Stored data
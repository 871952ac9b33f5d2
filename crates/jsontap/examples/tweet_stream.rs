//! Consumes a newline-delimited feed of status documents from stdin and
//! prints a one-line summary of each as soon as it has been parsed.
//!
//! The feed is never buffered as a whole: every document is materialized the
//! moment its closing brace arrives, so the example works the same on a
//! finished file and on a live stream that never ends. An optional limit
//! stops the parser, and closes stdin, after that many documents.
//!
//! Run with
//!
//! ```bash
//! printf '{"user":{"name":"ada"},"text":"hello"}\n{"user":{"name":"bob"},"text":"hi"}\n' \
//!     | RUST_LOG=debug cargo run -p jsontap --example tweet_stream -- 1
//! ```

use std::io::{self, Write};

use jsontap::{Parser, ParserOptions, StopHandle, Value, ValueCollector};

fn summary(value: &Value) -> String {
    let user = value
        .get("user")
        .and_then(|u| u.get("name"))
        .and_then(Value::as_str)
        .unwrap_or("?");
    let text = value.get("text").and_then(Value::as_str).unwrap_or("");
    format!("@{user}: {text}")
}

fn main() -> Result<(), Box<dyn std::error::Error>> {
    env_logger::init();

    let limit: Option<usize> = std::env::args().nth(1).map(|n| n.parse()).transpose()?;

    let handle = StopHandle::new();
    let stopper = handle.clone();
    let mut seen = 0usize;
    let mut stdout = io::stdout().lock();
    let collector = ValueCollector::new(move |value: Value| {
        seen += 1;
        // A closed pipe downstream is not worth aborting the parse for.
        let _ = writeln!(stdout, "{seen:>4} {}", summary(&value));
        if limit.is_some_and(|limit| seen >= limit) {
            stopper.stop();
        }
    });

    let mut parser = Parser::from_reader(io::stdin().lock(), collector, ParserOptions::default())
        .with_stop_handle(handle);
    parser.parse()?;
    eprintln!("{} documents", parser.documents());
    Ok(())
}
use bstr::ByteSlice;

use super::error::SyntaxError;
use crate::listener::Scalar;

/// The three bare-word literals.
#[derive(Debug, Clone, Copy, PartialEq, Eq)]
pub enum Literal {
    /// `true`
    True,
    /// `false`
    False,
    /// `null`
    Null,
}

/// What happened after feeding one more byte into the literal matcher?
#[derive(Debug, PartialEq)]
pub(crate) enum Step {
    /// The literal has not reached its full length yet.
    NeedMore,
    /// The literal is complete and matched.
    Done(Scalar),
}

impl Literal {
    /// The literal that a value starting with `first` must be, if any.
    pub fn from_first_byte(first: u8) -> Option<Self> {
        match first {
            b't' => Some(Self::True),
            b'f' => Some(Self::False),
            b'n' => Some(Self::Null),
            _ => None,
        }
    }

    /// The literal as it appears in JSON.
    pub fn text(self) -> &'static str {
        match self {
            Self::True => "true",
            Self::False => "false",
            Self::Null => "null",
        }
    }

    fn scalar(self) -> Scalar {
        match self {
            Self::True => Scalar::Boolean(true),
            Self::False => Scalar::Boolean(false),
            Self::Null => Scalar::Null,
        }
    }

    /// Checks the bytes accumulated so far, `buffer` already including the
    /// newest byte.
    ///
    /// Nothing is compared until the buffer reaches the literal's length, so
    /// a mismatch is reported on the literal's last byte.
    pub(crate) fn step(self, buffer: &[u8]) -> Result<Step, SyntaxError> {
        let expected = self.text();
        if buffer.len() < expected.len() {
            return Ok(Step::NeedMore);
        }
        if buffer == expected.as_bytes() {
            Ok(Step::Done(self.scalar()))
        } else {
            Err(SyntaxError::LiteralMismatch {
                expected,
                got: buffer.to_str_lossy().into_owned(),
            })
        }
    }
}
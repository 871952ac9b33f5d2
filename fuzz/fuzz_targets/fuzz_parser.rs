#![no_main]
use arbitrary::Arbitrary;
use jsontap::{CollectorOptions, ParserOptions, PushParser, Value, ValueCollector};
use libfuzzer_sys::fuzz_target;

#[derive(Debug, Arbitrary)]
struct Input {
    emit_whitespace: bool,
    associative: bool,
    /// Sizes of the pieces the payload is fed in; the rest goes in one piece.
    splits: Vec<u8>,
    payload: Vec<u8>,
}

/// Drops numbers so that float rounding differences between the two parsers
/// don't count as disagreements.
fn shape(value: &Value) -> serde_json::Value {
    match value {
        Value::Null | Value::Integer(_) | Value::Float(_) => serde_json::Value::Null,
        Value::Boolean(b) => serde_json::Value::Bool(*b),
        Value::String(s) => serde_json::Value::String(s.clone()),
        Value::Array(items) => items.iter().map(shape).collect(),
        Value::Object(map) => map.iter().map(|(k, v)| (k.clone(), shape(v))).collect(),
        Value::Record(record) => record.iter().map(|(k, v)| (k.to_owned(), shape(v))).collect(),
    }
}

fn serde_shape(value: &serde_json::Value) -> serde_json::Value {
    match value {
        serde_json::Value::Number(_) => serde_json::Value::Null,
        serde_json::Value::Array(items) => items.iter().map(serde_shape).collect(),
        serde_json::Value::Object(map) => {
            map.iter().map(|(k, v)| (k.clone(), serde_shape(v))).collect()
        }
        other => other.clone(),
    }
}

fn run(input: Input) {
    let mut values = Vec::new();
    let collector = ValueCollector::with_options(
        |v| values.push(v),
        CollectorOptions {
            associative: input.associative,
        },
    );
    let mut parser = PushParser::new(
        collector,
        ParserOptions {
            emit_whitespace: input.emit_whitespace,
            ..ParserOptions::default()
        },
    );

    let mut rest = input.payload.as_slice();
    let mut result = Ok(());
    for &split in &input.splits {
        let (chunk, tail) = rest.split_at(usize::from(split).min(rest.len()));
        rest = tail;
        result = parser.feed(chunk).map(drop);
        if result.is_err() {
            break;
        }
    }
    if result.is_ok() {
        result = parser.feed(rest).map(drop);
    }
    let documents = parser.documents();
    drop(parser);

    // Whatever serde_json accepts as a stream of containers must be
    // accepted here too, with the same structure.
    let Ok(expected) = serde_json::Deserializer::from_slice(&input.payload)
        .into_iter::<serde_json::Value>()
        .collect::<Result<Vec<_>, _>>()
    else {
        return;
    };
    if !expected.iter().all(|v| v.is_array() || v.is_object()) {
        return;
    }

    assert!(result.is_ok(), "rejected valid input: {result:?}");
    assert_eq!(documents, expected.len());
    let actual: Vec<_> = values.iter().map(shape).collect();
    let expected: Vec<_> = expected.iter().map(serde_shape).collect();
    assert_eq!(actual, expected);
}

fuzz_target!(|input: Input| run(input));
//! Benchmark – `jsontap::PushParser` and `jsontap::collect`
#![allow(missing_docs)]

use std::{fmt::Write, time::Duration};

use criterion::{BenchmarkId, Criterion, Throughput, black_box, criterion_group, criterion_main};
use jsontap::{EventRecorder, Listener, ParserOptions, PushParser, Scalar};

/// Produce a deterministic newline-delimited feed of `records` small status
/// documents, roughly what a social-media firehose delivers.
fn make_ndjson_payload(records: usize) -> String {
    let mut s = String::new();
    for i in 0..records {
        writeln!(
            s,
            r#"{{"id":{i},"user":{{"name":"user{i}","followers":{}}},"text":"status é number {i}","score":{}.5,"tags":["a","b"],"reply":null,"ok":true}}"#,
            i * 7,
            i % 100
        )
        .expect("writing to a String cannot fail");
    }
    s
}

/// Counts events without storing them, so the benchmark measures the
/// state machine rather than allocation in the listener.
#[derive(Default)]
struct Counter(usize);

impl Listener for Counter {
    fn start_object(&mut self) {
        self.0 += 1;
    }
    fn start_array(&mut self) {
        self.0 += 1;
    }
    fn key(&mut self, _key: &str) {
        self.0 += 1;
    }
    fn value(&mut self, _value: Scalar) {
        self.0 += 1;
    }
}

/// Feed the payload in `parts` pieces and return the number of events seen.
fn run_push_parser(payload: &str, parts: usize) -> usize {
    assert!(parts > 0);
    let chunk_size = payload.len().div_ceil(parts);
    let mut parser = PushParser::new(Counter::default(), ParserOptions::default());
    for chunk in payload.as_bytes().chunks(chunk_size) {
        parser.feed(chunk).unwrap();
    }
    parser.into_listener().0
}

fn bench_push_parser(c: &mut Criterion) {
    let payload = make_ndjson_payload(1_000);

    let mut group = c.benchmark_group("push_parser_split");
    group.throughput(Throughput::Bytes(payload.len() as u64));
    for &parts in &[1usize, 100, 10_000] {
        group.bench_with_input(BenchmarkId::from_parameter(parts), &parts, |b, &parts| {
            b.iter(|| black_box(run_push_parser(black_box(&payload), parts)));
        });
    }
    group.finish();
}

fn bench_collect(c: &mut Criterion) {
    let payload = make_ndjson_payload(1_000);

    let mut group = c.benchmark_group("collect");
    group.throughput(Throughput::Bytes(payload.len() as u64));
    group.bench_function("jsontap", |b| {
        b.iter(|| {
            let values = jsontap::collect(black_box(payload.as_bytes()), ParserOptions::default())
                .unwrap();
            black_box(values.len())
        });
    });
    group.bench_function("jsontap_events", |b| {
        b.iter(|| {
            let mut parser = PushParser::new(EventRecorder::new(), ParserOptions::default());
            parser.feed(black_box(payload.as_bytes())).unwrap();
            black_box(parser.into_listener().events.len())
        });
    });
    group.bench_function("serde_json_stream", |b| {
        b.iter(|| {
            let count = serde_json::Deserializer::from_slice(black_box(payload.as_bytes()))
                .into_iter::<serde_json::Value>()
                .map(Result::unwrap)
                .count();
            black_box(count)
        });
    });
    group.finish();
}

fn criterion() -> Criterion {
    let mut c = Criterion::default();
    if cfg!(feature = "bench-fast") {
        c = c
            .warm_up_time(Duration::from_millis(10))
            .measurement_time(Duration::from_millis(100))
            .sample_size(10);
    } else {
        c = c
            .warm_up_time(Duration::from_secs(3))
            .measurement_time(Duration::from_secs(8));
    }
    c
}

criterion_group! { name = benches; config = criterion(); targets = bench_push_parser, bench_collect }
criterion_main!(benches);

WHAT THIS TASK INVOLVES: Give the number of lines in the records above that contain the word "seen", and nothing more.

RESPONSE: 5